Manchmal darf man nicht zu kompliziert denken. Viele Forscher versuchten, die Flüssigkeiten im Glas zu modellieren, das ist eine unendlich komplexe Aufgabe. Wir sahen dieses Video von einem marokkanischen Teeträger, dessen Tablett nach dem Prinzip des sphärischen Pendels schwingt, also Ausschläge in verschiedene Richtungen zulässt. Wenn man das 300 Jahre alte mathematische Prinzip dahinter versteht, kann man es programmieren, dann ist es plötzlich recht einfach.

Hat der Roboter einen Namen?

Nein, wir haben mit den Robotern von Franka Emika, die hier in München am Institut entwickelt wurden und mittlerweile weltweit im Einsatz sind, begonnen. Aber wir testen unser Programm immer wieder an verschiedenen Robotern.
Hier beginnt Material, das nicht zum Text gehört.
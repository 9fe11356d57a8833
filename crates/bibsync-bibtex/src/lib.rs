pub mod completion;
pub mod latex;
pub mod writer;

use std::path::Path;

use once_cell::sync::Lazy;
use regex::Regex;
use thiserror::Error;

use bibsync_core::{LocalLibrary, PublicationRecord};

pub use completion::{Btac, CompletionError, CompletionOracle, seed_record};
pub use latex::{preprocess_bib_file, preprocess_latex_characters};
pub use writer::{format_record, format_records, write_bib_file};

#[derive(Error, Debug)]
pub enum BibError {
    #[error("IO error: {0}")]
    Io(#[from] std::io::Error),
    #[error("no BibTeX entries found")]
    NoBibEntries,
    #[error("record '{record}' has no {field}")]
    MissingField { field: &'static str, record: String },
}

/// Fields consumed into the typed part of [`PublicationRecord`].
const MAPPED_FIELDS: [&str; 9] = [
    "author",
    "title",
    "year",
    "date",
    "doi",
    "journal",
    "journaltitle",
    "booktitle",
    "publisher",
];

/// Read a .bib file into records, one per entry, in file order.
pub fn read_bib_file(path: &Path) -> Result<Vec<PublicationRecord>, BibError> {
    let content = std::fs::read_to_string(path)?;
    let records = parse_bib_str(&content)?;
    tracing::info!(path = %path.display(), entries = records.len(), "bibliography loaded");
    Ok(records)
}

/// Read a .bib file straight into a year-partitioned library.
pub fn read_library(path: &Path) -> Result<LocalLibrary, BibError> {
    Ok(LocalLibrary::from_records(read_bib_file(path)?))
}

/// Parse .bib content from a string.
pub fn parse_bib_str(content: &str) -> Result<Vec<PublicationRecord>, BibError> {
    match biblatex::Bibliography::parse(content) {
        Ok(bibliography) => {
            let records: Vec<_> = bibliography.iter().map(entry_to_record).collect();
            if records.is_empty() {
                return Err(BibError::NoBibEntries);
            }
            Ok(records)
        }
        Err(e) => {
            // One malformed entry fails the whole-file parse; recover the rest.
            tracing::debug!(error = %e, "whole-file parse failed, parsing entries individually");
            parse_bib_entries_individually(content)
        }
    }
}

fn parse_bib_entries_individually(content: &str) -> Result<Vec<PublicationRecord>, BibError> {
    static ENTRY_RE: Lazy<Regex> = Lazy::new(|| Regex::new(r"(?m)^\s*@[a-zA-Z]").unwrap());

    let positions: Vec<usize> = ENTRY_RE.find_iter(content).map(|m| m.start()).collect();
    if positions.is_empty() {
        return Err(BibError::NoBibEntries);
    }

    let mut records = Vec::new();
    let mut skipped = 0usize;
    for (i, &start) in positions.iter().enumerate() {
        let end = positions.get(i + 1).copied().unwrap_or(content.len());
        match biblatex::Bibliography::parse(&content[start..end]) {
            Ok(bib) => records.extend(bib.iter().map(entry_to_record)),
            Err(_) => skipped += 1,
        }
    }

    if skipped > 0 {
        tracing::warn!(skipped, kept = records.len(), "skipped unparseable BibTeX entries");
    }
    if records.is_empty() {
        return Err(BibError::NoBibEntries);
    }
    Ok(records)
}

fn entry_to_record(entry: &biblatex::Entry) -> PublicationRecord {
    let field = |name: &str| {
        entry
            .get(name)
            .map(chunks_to_string)
            .filter(|s| !s.is_empty())
    };

    let author = entry
        .author()
        .unwrap_or_default()
        .iter()
        .filter(|p| p.name != "others")
        .filter(|p| !p.name.is_empty() || !p.given_name.is_empty())
        .map(format_bib_person)
        .collect::<Vec<_>>()
        .join(", ");

    let year = field("year")
        .or_else(|| field("date").and_then(|d| year_from_date(&d)))
        .unwrap_or_default();

    let mut record = PublicationRecord {
        entry_type: entry.entry_type.to_string().to_lowercase(),
        id: entry.key.trim().to_string(),
        author,
        year,
        title: field("title").unwrap_or_default(),
        doi: field("doi").unwrap_or_default(),
        container_title: field("journal")
            .or_else(|| field("journaltitle"))
            .or_else(|| field("booktitle"))
            .unwrap_or_default(),
        publisher: field("publisher").unwrap_or_default(),
        ..Default::default()
    };

    for (name, chunks) in &entry.fields {
        if MAPPED_FIELDS.contains(&name.to_lowercase().as_str()) {
            continue;
        }
        let value = chunks_to_string(chunks);
        if !value.is_empty() {
            record.set(name, value);
        }
    }

    record.ensure_tags();
    record
}

fn year_from_date(date: &str) -> Option<String> {
    let year: String = date.chars().take(4).collect();
    (year.len() == 4 && year.chars().all(|c| c.is_ascii_digit())).then_some(year)
}

/// Convert biblatex chunks to a plain string with whitespace collapsed.
fn chunks_to_string(chunks: &[biblatex::Spanned<biblatex::Chunk>]) -> String {
    let joined: String = chunks
        .iter()
        .map(|c| match &c.v {
            biblatex::Chunk::Normal(s) => s.as_str(),
            biblatex::Chunk::Verbatim(s) => s.as_str(),
            biblatex::Chunk::Math(s) => s.as_str(),
        })
        .collect();
    joined.split_whitespace().collect::<Vec<_>>().join(" ")
}

/// Format a biblatex Person as "Given Family" (western name order).
fn format_bib_person(p: &biblatex::Person) -> String {
    [
        p.given_name.as_str(),
        p.prefix.as_str(),
        p.name.as_str(),
        p.suffix.as_str(),
    ]
    .into_iter()
    .filter(|s| !s.is_empty())
    .collect::<Vec<_>>()
    .join(" ")
}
Kann er oder sie sprechen?

Wir sind dabei, Sprache zu integrieren. Einfache Fragen und Antworten sind leicht zu programmieren. Aber natürliche Sprache, die zum Beispiel ein Pflegeroboter verstehen müsste, ist eine größere Herausforderung. Da geht es ja immer um die Sicherheit von Patienten. Wir arbeiten dabei aber schon mit anderen Forschergruppen zusammen, und ich denke, es wird nicht mehr lange dauern, bis auch das gelingt.

Welche Anregungen bekommen Sie aus der Praxis?

Wir sind im Gespräch mit Pflegeschulen, um zu lernen, welche Szenarios dort im Alltag auftreten. Der Pflegenotstand ist eine der größten gesellschaftlichen Herausforderungen, die Assistenz bei der Essensausgabe wäre da schon eine große Hilfe. Wir haben aber auch schon mit Chemielaboren und einer Filmgesellschaft gesprochen, die den Roboter gerne einsetzen möchten. Das macht die Aufgabe so spannend: Man hat es mit ganz unterschiedlichen Menschen und Disziplinen zu tun. Ich spreche mit Medizinern, Mechanikern, Soziologen, Psychologen, Anthropologen. Und lerne jedes Mal etwas Neues dazu.

Und jetzt lassen Sie sich im Büro jeden Tag den Kaffee vom Roboter servieren?

Leider nicht (lacht). Der steht drüben im Labor und muss dort ständig neue Forschungsaufgaben bewältigen. Da hat er fürs Servieren wenig Zeit.